→ Data extract:
>>>

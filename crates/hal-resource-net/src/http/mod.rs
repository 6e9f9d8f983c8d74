//! HTTP transport for hal-resource.
//!
//! The engine talks to the network only through the [`Transport`] trait.
//! [`HttpClient`] is the production implementation; tests substitute their
//! own.
//!
//! # Example
//!
//! ```ignore
//! use hal_resource_net::http::{HttpClient, HttpMethod, HttpRequest, Transport};
//!
//! let client = HttpClient::builder()
//!     .timeout(Duration::from_secs(10))
//!     .build()?;
//!
//! let request = HttpRequest::new(HttpMethod::Get, "https://api.example.com/accounts")
//!     .header("Accept", "application/hal+json");
//! let response = client.send(request).await?;
//! println!("Status: {}", response.status());
//! ```

mod client;
mod request;
mod response;
mod transport;

pub use client::{HttpClient, HttpClientBuilder, HttpClientConfig};
pub use request::{HttpMethod, HttpRequest};
pub use response::HttpResponse;
pub use transport::Transport;
//! HTTP request types.

use std::time::Duration;

use bytes::Bytes;

/// HTTP request methods.
#[derive(Clone, Copy, Debug, PartialEq, Eq, Hash)]
pub enum HttpMethod {
    /// HTTP GET method.
    Get,
    /// HTTP POST method.
    Post,
    /// HTTP PUT method.
    Put,
    /// HTTP DELETE method.
    Delete,
    /// HTTP PATCH method.
    Patch,
    /// HTTP HEAD method.
    Head,
    /// HTTP OPTIONS method.
    Options,
}

impl HttpMethod {
    /// Methods that may be repeated without changing the outcome beyond the
    /// first successful application. POST is deliberately absent.
    pub const IDEMPOTENT: [HttpMethod; 6] = [
        Self::Get,
        Self::Head,
        Self::Put,
        Self::Delete,
        Self::Options,
        Self::Patch,
    ];

    /// Whether the method belongs to [`HttpMethod::IDEMPOTENT`].
    pub fn is_idempotent(self) -> bool {
        Self::IDEMPOTENT.contains(&self)
    }

    /// Convert to reqwest method.
    pub(crate) fn to_reqwest(self) -> reqwest::Method {
        match self {
            Self::Get => reqwest::Method::GET,
            Self::Post => reqwest::Method::POST,
            Self::Put => reqwest::Method::PUT,
            Self::Delete => reqwest::Method::DELETE,
            Self::Patch => reqwest::Method::PATCH,
            Self::Head => reqwest::Method::HEAD,
            Self::Options => reqwest::Method::OPTIONS,
        }
    }
}

impl std::fmt::Display for HttpMethod {
    fn fmt(&self, f: &mut std::fmt::Formatter<'_>) -> std::fmt::Result {
        match self {
            Self::Get => write!(f, "GET"),
            Self::Post => write!(f, "POST"),
            Self::Put => write!(f, "PUT"),
            Self::Delete => write!(f, "DELETE"),
            Self::Patch => write!(f, "PATCH"),
            Self::Head => write!(f, "HEAD"),
            Self::Options => write!(f, "OPTIONS"),
        }
    }
}

/// A fully built request, ready to hand to a [`Transport`].
///
/// The body is already serialized; the transport never looks inside it.
///
/// [`Transport`]: super::Transport
#[derive(Clone, Debug)]
pub struct HttpRequest {
    /// The HTTP method.
    pub method: HttpMethod,
    /// Absolute request URL, query string included.
    pub url: String,
    /// Request headers. Lookups are case-insensitive.
    pub headers: http::HeaderMap,
    /// Serialized request body.
    pub body: Option<Bytes>,
    /// Timeout for this attempt only.
    pub timeout: Option<Duration>,
}

impl HttpRequest {
    /// Create a request with no headers, body or timeout override.
    pub fn new(method: HttpMethod, url: impl Into<String>) -> Self {
        Self {
            method,
            url: url.into(),
            headers: http::HeaderMap::new(),
            body: None,
            timeout: None,
        }
    }

    /// Add a header, replacing any previous value with the same name.
    ///
    /// Invalid names or values are ignored.
    pub fn header(
        mut self,
        name: impl TryInto<http::HeaderName>,
        value: impl TryInto<http::HeaderValue>,
    ) -> Self {
        if let (Ok(name), Ok(value)) = (name.try_into(), value.try_into()) {
            self.headers.insert(name, value);
        }
        self
    }

    /// Set the serialized body.
    pub fn body(mut self, body: impl Into<Bytes>) -> Self {
        self.body = Some(body.into());
        self
    }

    /// Set a timeout for this attempt.
    pub fn timeout(mut self, timeout: Duration) -> Self {
        self.timeout = Some(timeout);
        self
    }
}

<<<

→ What is expected: Each line, beginning at the one that contains "self.body = Some(body.into());" and continuing through the end of the records, must be written out exactly, first and last included.

→ Response area:
        self.body = Some(body.into());
        self
    }

    /// Set a timeout for this attempt.
    pub fn timeout(mut self, timeout: Duration) -> Self {
        self.timeout = Some(timeout);
        self
    }
}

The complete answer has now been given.